N-U-D-E CREATIVITA’

Creazione Kei Kagami
La sfilata collettiva N-U-DE, New Upcoming Designers, ha raccolto cinque stilisti (due esordienti in passerella e tre non debuttanti) selezionati da una commissione della Camera Nazionale della Moda formata da Carla Sozzani, Lavinia Biagiotti e Francesco Martini Coveri.

DEBUTTANTI

I due debuttanti, Paolo Errico e Simone Marulli, hanno sfilato una creatività non proprio inedita.

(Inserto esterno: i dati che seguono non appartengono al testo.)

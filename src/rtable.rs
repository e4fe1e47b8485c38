//! The pheromone routing table: a dense-in-spirit matrix of
//! (destination, neighbor) cells, with neighbor/destination lifecycle and
//! stochastic route selection.
//!
//! Storage follows the "dense pheromone matrix vs sparse map" design
//! note: destination rows and neighbor columns are allocated from two
//! `slab::Slab` free lists (their occupancy *is* the usemap bitset from
//! the original fixed-array design), and cells are a sparse map keyed by
//! `(dest_slot, neighbor_slot)` rather than a fully materialized
//! `MAX_DESTINATIONS x MAX_NEIGHBORS` array.

use std::collections::HashMap;

use itertools::Itertools;
use rand::Rng;
use slab::Slab;

use crate::clock::Time;
use crate::error::Error;
use crate::packet::Address;

pub type Iface = u8;

/// Upper bound on live destination rows, matching the original's
/// `MAX_DESTINATIONS`. Enforced so `add_destination` can fail cleanly
/// instead of growing without bound.
pub const MAX_DESTINATIONS: usize = 1000;
/// Upper bound on live neighbor columns (`MAX_NEIGHBORS` in the original).
pub const MAX_NEIGHBORS: usize = 300;

/// A pheromone or hop-count value that may not have been observed yet.
/// Replaces the original's NaN sentinel so "undefined" cannot silently
/// leak into arithmetic.
#[derive(Debug, Clone, Copy, PartialEq)]
pub enum Cost
{
	Undefined,
	Defined(f64),
}

impl Cost
{
	pub fn value(self) -> Option<f64>
	{
		match self
		{
			Cost::Undefined => None,
			Cost::Defined(v) => Some(v),
		}
	}
	/// `new = decay*old + (1-decay)*sample`; the first write is the raw
	/// sample, matching the original's "first write is raw" rule.
	fn running_average(self, decay: f64, sample: f64) -> Cost
	{
		match self
		{
			Cost::Undefined => Cost::Defined(sample),
			Cost::Defined(old) => Cost::Defined(decay * old + (1.0 - decay) * sample),
		}
	}
}

#[derive(Debug, Clone, Copy)]
pub struct RoutingCell
{
	pub pheromone: Cost,
	pub avg_hops: Cost,
	/// Reserved for proactive dissemination; never written by any
	/// operation defined here.
	pub virtual_pheromone: Cost,
	/// Reserved for load-aware routing; never written.
	pub send_pheromone: Cost,
	/// Reserved for load-aware routing; never written.
	pub recv_pheromone: Cost,
}

impl Default for RoutingCell
{
	fn default() -> Self
	{
		RoutingCell
		{
			pheromone: Cost::Undefined,
			avg_hops: Cost::Undefined,
			virtual_pheromone: Cost::Undefined,
			send_pheromone: Cost::Undefined,
			recv_pheromone: Cost::Undefined,
		}
	}
}

struct NeighborRecord
{
	iface: Iface,
	address: Address,
	expires_in: Time,
}

struct DestinationRecord
{
	address: Address,
	expires_in: Time,
	no_broadcast_until: Time,
	/// Non-empty iff this destination is also a 1-hop neighbor.
	neighbors: HashMap<Iface, usize>,
}

pub struct RoutingTable
{
	destinations: Slab<DestinationRecord>,
	neighbors: Slab<NeighborRecord>,
	dest_index: HashMap<Address, usize>,
	neighbor_index: HashMap<(Iface, Address), usize>,
	cells: HashMap<(usize, usize), RoutingCell>,
	nb_expire: Time,
	dst_expire: Time,
}

impl RoutingTable
{
	pub fn new(nb_expire: Time, dst_expire: Time) -> Self
	{
		RoutingTable
		{
			destinations: Slab::new(),
			neighbors: Slab::new(),
			dest_index: HashMap::new(),
			neighbor_index: HashMap::new(),
			cells: HashMap::new(),
			nb_expire,
			dst_expire,
		}
	}

	pub fn destination_count(&self) -> usize
	{
		self.destinations.len()
	}
	pub fn neighbor_count(&self) -> usize
	{
		self.neighbors.len()
	}

	/// Allocates a destination row if absent. Returns `false` only when
	/// the table is at `MAX_DESTINATIONS` capacity; idempotent otherwise.
	pub fn add_destination(&mut self, address: Address) -> bool
	{
		if self.dest_index.contains_key(&address)
		{
			return true;
		}
		if self.destinations.len() >= MAX_DESTINATIONS
		{
			tracing::error!(?address, "destination slot pool exhausted");
			return false;
		}
		let slot = self.destinations.insert(DestinationRecord
		{
			address,
			expires_in: self.dst_expire,
			no_broadcast_until: 0,
			neighbors: HashMap::new(),
		});
		self.dest_index.insert(address, slot);
		tracing::trace!(?address, slot, "destination added");
		true
	}

	/// Removes a destination row, cascading to every neighbor entry still
	/// hanging off it. Idempotent for an absent address.
	pub fn remove_destination(&mut self, address: Address)
	{
		let Some(slot) = self.dest_index.remove(&address) else { return; };
		let ifaces: Vec<Iface> = self.destinations[slot].neighbors.keys().copied().collect();
		for iface in ifaces
		{
			self.remove_neighbor(iface, address);
		}
		self.destinations.remove(slot);
		self.cells.retain(|&(d, _), _| d != slot);
		tracing::trace!(?address, "destination removed");
	}

	/// Allocates a neighbor column if absent (and ensures a destination
	/// row exists for the neighbor's own address). Returns `false` only
	/// when the table is at `MAX_NEIGHBORS` capacity.
	pub fn add_neighbor(&mut self, iface: Iface, address: Address) -> bool
	{
		if self.neighbor_index.contains_key(&(iface, address))
		{
			return true;
		}
		if self.neighbors.len() >= MAX_NEIGHBORS
		{
			tracing::error!(?address, iface, "neighbor slot pool exhausted");
			return false;
		}
		if !self.add_destination(address)
		{
			return false;
		}
		let slot = self.neighbors.insert(NeighborRecord{ iface, address, expires_in: self.nb_expire });
		self.neighbor_index.insert((iface, address), slot);
		let dest_slot = self.dest_index[&address];
		self.destinations[dest_slot].neighbors.insert(iface, slot);
		tracing::trace!(?address, iface, slot, "neighbor added");
		true
	}

	/// Frees a neighbor column and zeros it out of every cell. Idempotent
	/// for an absent (iface, address) pair.
	pub fn remove_neighbor(&mut self, iface: Iface, address: Address)
	{
		let Some(slot) = self.neighbor_index.remove(&(iface, address)) else { return; };
		self.neighbors.remove(slot);
		self.cells.retain(|&(_, n), _| n != slot);
		if let Some(&dest_slot) = self.dest_index.get(&address)
		{
			self.destinations[dest_slot].neighbors.remove(&iface);
		}
		tracing::trace!(?address, iface, "neighbor removed");
	}

	/// Called on every hello: creates the neighbor if unknown, otherwise
	/// refreshes its TTL, and raises the destination TTL to at least the
	/// neighbor TTL.
	pub fn update_neighbor(&mut self, iface: Iface, address: Address) -> bool
	{
		if !self.add_neighbor(iface, address)
		{
			return false;
		}
		let nb_slot = self.neighbor_index[&(iface, address)];
		self.neighbors[nb_slot].expires_in = self.nb_expire;
		let dest_slot = self.dest_index[&address];
		let dest = &mut self.destinations[dest_slot];
		if dest.expires_in < self.nb_expire
		{
			dest.expires_in = self.nb_expire;
		}
		true
	}

	/// Removes every neighbor entry reachable through `iface`, as when an
	/// interface goes down.
	pub fn purge_interface(&mut self, iface: Iface)
	{
		let addresses: Vec<Address> = self.neighbors.iter()
			.filter(|(_, nb)| nb.iface == iface)
			.map(|(_, nb)| nb.address)
			.collect();
		for address in addresses
		{
			self.remove_neighbor(iface, address);
		}
	}

	/// Periodic sweep: ages every destination and its neighbors by
	/// `delta`, removing whatever has expired.
	pub fn update(&mut self, delta: Time)
	{
		let dest_slots: Vec<usize> = self.destinations.iter().map(|(s, _)| s).collect();
		for slot in dest_slots
		{
			if !self.destinations.contains(slot)
			{
				continue;
			}
			let address = self.destinations[slot].address;
			{
				let dest = &mut self.destinations[slot];
				dest.no_broadcast_until = dest.no_broadcast_until.saturating_sub(delta);
				dest.expires_in = dest.expires_in.saturating_sub(delta);
			}
			if self.destinations[slot].expires_in == 0
			{
				self.remove_destination(address);
				continue;
			}
			let nb_slots: Vec<usize> = self.destinations[slot].neighbors.values().copied().collect();
			for nb_slot in &nb_slots
			{
				self.neighbors[*nb_slot].expires_in = self.neighbors[*nb_slot].expires_in.saturating_sub(delta);
			}
			let expired: Vec<(Iface, Address)> = nb_slots.iter()
				.filter(|s| self.neighbors[**s].expires_in == 0)
				.map(|s| (self.neighbors[*s].iface, self.neighbors[*s].address))
				.collect();
			for (iface, nb_address) in expired
			{
				self.remove_neighbor(iface, nb_address);
			}
			if let Some(dest) = self.destinations.get(slot)
			{
				if let Some(max_ttl) = dest.neighbors.values().map(|s| self.neighbors[*s].expires_in).max()
				{
					self.destinations[slot].expires_in = max_ttl;
				}
			}
		}
	}

	/// Folds a returning backward ant's measurement into the (dst, nb)
	/// cell, via the running averages of spec §4.2.
	#[allow(clippy::too_many_arguments)]
	pub fn process_backward_ant(
		&mut self,
		dst: Address,
		iface: Iface,
		nb_addr: Address,
		t_sd: f64,
		hops: u8,
		t_hop: f64,
		alpha: f64,
		gamma: f64,
	) -> Result<(), Error>
	{
		self.add_destination(dst);
		let Some(&nb_slot) = self.neighbor_index.get(&(iface, nb_addr)) else {
			return Err(Error::NeighborDead);
		};
		let dest_slot = self.dest_index[&dst];

		self.destinations[dest_slot].expires_in = self.dst_expire;
		self.neighbors[nb_slot].expires_in = self.nb_expire;

		let t_id = 1.0 / ((t_sd + hops as f64 * t_hop) / 2.0);
		let cell = self.cells.entry((dest_slot, nb_slot)).or_default();
		cell.avg_hops = cell.avg_hops.running_average(alpha, hops as f64);
		cell.pheromone = cell.pheromone.running_average(gamma, t_id);
		tracing::debug!(?dst, iface, ?nb_addr, t_id, hops, "backward ant processed");
		Ok(())
	}

	/// Fast path: is `dst` itself directly reachable? Returns the lowest
	/// interface index it is reachable on, for determinism.
	fn direct_neighbor(&self, dst: Address) -> Option<(Iface, Address)>
	{
		let dest_slot = *self.dest_index.get(&dst)?;
		self.destinations[dest_slot].neighbors.keys().min().map(|&iface| (iface, dst))
	}

	/// Weighted stochastic route selection: `SelectRoute(dst, beta)`.
	/// Iterates neighbors for `dst`'s row in a deterministic order
	/// (ascending neighbor address, then interface) so the same `u` and
	/// pheromone values always pick the same link.
	pub fn select_route<R: Rng + ?Sized>(&self, dst: Address, beta: f64, rng: &mut R) -> Result<(Iface, Address), Error>
	{
		if let Some(direct) = self.direct_neighbor(dst)
		{
			return Ok(direct);
		}
		let Some(&dest_slot) = self.dest_index.get(&dst) else {
			return Err(Error::NoRoute);
		};

		let mut weighted: Vec<((Iface, Address), f64)> = Vec::new();
		let entries = self.neighbors.iter().sorted_by_key(|(_, nb)| (nb.address, nb.iface));
		for (nb_slot, nb) in entries
		{
			if let Some(cell) = self.cells.get(&(dest_slot, nb_slot))
			{
				if let Cost::Defined(pheromone) = cell.pheromone
				{
					if pheromone > 0.0
					{
						weighted.push(((nb.iface, nb.address), pheromone.powf(beta)));
					}
				}
			}
		}
		let total: f64 = weighted.iter().map(|(_, w)| w).sum();
		if weighted.is_empty() || total <= 0.0
		{
			return Err(Error::NoRoute);
		}
		let u: f64 = rng.gen_range(0.0..1.0);
		let mut acc = 0.0;
		for (link, w) in &weighted
		{
			acc += w / total;
			if acc > u
			{
				return Ok(*link);
			}
		}
		// Floating-point accumulation can fall just short of `u`; the last
		// candidate is the correct pick.
		Ok(weighted.last().unwrap().0)
	}

	/// Uniform pick over every known neighbor link, used by repair ants.
	pub fn select_random_route<R: Rng + ?Sized>(&self, rng: &mut R) -> Result<(Iface, Address), Error>
	{
		if self.neighbors.is_empty()
		{
			return Err(Error::NoRoute);
		}
		let links: Vec<(Iface, Address)> = self.neighbors.iter().map(|(_, nb)| (nb.iface, nb.address)).sorted().collect();
		let i = rng.gen_range(0..links.len());
		Ok(links[i])
	}

	/// Invalidates the (dst, nb) cell, e.g. on receipt of an error ant.
	pub fn invalidate_cell(&mut self, dst: Address, iface: Iface, nb_addr: Address)
	{
		if let (Some(&dest_slot), Some(&nb_slot)) = (self.dest_index.get(&dst), self.neighbor_index.get(&(iface, nb_addr)))
		{
			self.cells.remove(&(dest_slot, nb_slot));
			tracing::warn!(?dst, iface, ?nb_addr, "cell invalidated");
		}
	}

	pub fn is_broadcast_allowed(&self, dst: Address) -> bool
	{
		match self.dest_index.get(&dst)
		{
			Some(&slot) => self.destinations[slot].no_broadcast_until == 0,
			None => true,
		}
	}

	/// Gate for flooding `dst`: `false` while still inside a previously
	/// opened cooldown window. When broadcast is allowed, (re)starts the
	/// cooldown for `duration` and returns `true`, creating the
	/// destination row if it did not already exist.
	pub fn no_broadcast(&mut self, dst: Address, duration: Time) -> bool
	{
		if !self.is_broadcast_allowed(dst)
		{
			return false;
		}
		if !self.add_destination(dst)
		{
			return false;
		}
		let slot = self.dest_index[&dst];
		self.destinations[slot].no_broadcast_until = duration;
		true
	}
}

Il primo, abile nella maglieria, ha rieditato il minimal di Yohji Yamamoto in look total black (con l’abito con una croce a tre bracci come scollo posteriore) e total white (con la maglia indossata sottosopra), accessoriando le sue creazioni con nastri e sciarpe annodati a polsi e palme in un guanto-bracciale.
Marulli, invece, ha scelto di rispolverare il basco e il cappotto rosso della Gradisca di Amarcord . Una citazione cinematografica che da il là ad un mix tra maschile e femminile, dove il principe di Galles della gonna o del cappotto viene addolcito dai fiori o dalla calottina con lunghe trecce in lana.

NON DEBUTTANTI

Il duo tedesco-svizzero Unrath & Strano cerca di sorprendere con maglie intagliate e unite da lacci, trench con arricciature sulla schiena, orli di gonne legati in vita. Ma l’impronta sovversivo-decostruttiva di Vivienne Westwood è chiara. E identificabile anche dal curriculum vitae di Klaus Unrath, disegnatore in passato per la Red Label della regina del punk. In questo richiamo stilistico spiccano i fili di perle portati come fasce da miss, i colletti spostati lateralmente che diventano quasi decorazioni e le frange che si fanno flutti tra le perle di un abito da sirena metropolitana.
Fiore all’occhiello di quest’edizione di N-U-DE è il giapponese Kei Kagami, stilista scelto come testimonial dal colosso delle cerniere YKK per i suoi abiti con le zip al limite dell’opera d’arte (non a caso, sono stati esposti in alcuni musei). I suoi capi nascono dalla fusione di due o più modelli: pezzi di colletti s’innestano sulle spalle del blazer e due mezzi cappotti a formarne uno con artifici di cerniere. I tessuti camiceria e il nero predominano una collezione che, outfit dopo outfit, diventa sempre più difensiva, rivelando creazioni sorprendenti. Sono quasi armature i lembi rigidi che si aprono davanti o dietro le giacche, un gioco di tiranti solleva l’orlo posteriore di un abito e la silhouette sembra trafitta dai sostegni dei pannelli che circondano un bustino. Imprevedibili dettagli conquistano lo spettatore: le strutture ad appendiabiti, bilancia o timone che sbucano dal collo di alcuni modelli, la leva che nasconde un tessuto a righe sotto il rigore del nero, le rotelle applicate allo strascico di un vestito e a una borsa, il tacco arricciato delle scarpe in legno.
Le musiche di Kill Bill accompagnano l’ultima passerella di questa sfilata collettiva, quella delle gemelle georgiane Tata-Naka (pseudonimo derivato dai nomignoli delle due stiliste, talmente identiche da piccole, da essere chiamate sempre insieme dagli amici). I loro modelli sono un inno al rigore sovietico con bottoni dorati e cappotti lunghi militari. Ma anche alla romantica rêverie di una fanciullezza perduta: lo chiffon diluisce gli abiti con cintura-gioiello, il fiocco adorna coprispalle e borse, il trenino ricamato sbuffa sulla maglia. Il tutto decorato con singolari bijou di lana e pietre.
Cinque creatori in questo primo anno. E per la prossima edizione si spera possano diventare di più, sempre sotto l’egida della Camera. In nome di un unico spettacolo: la moda.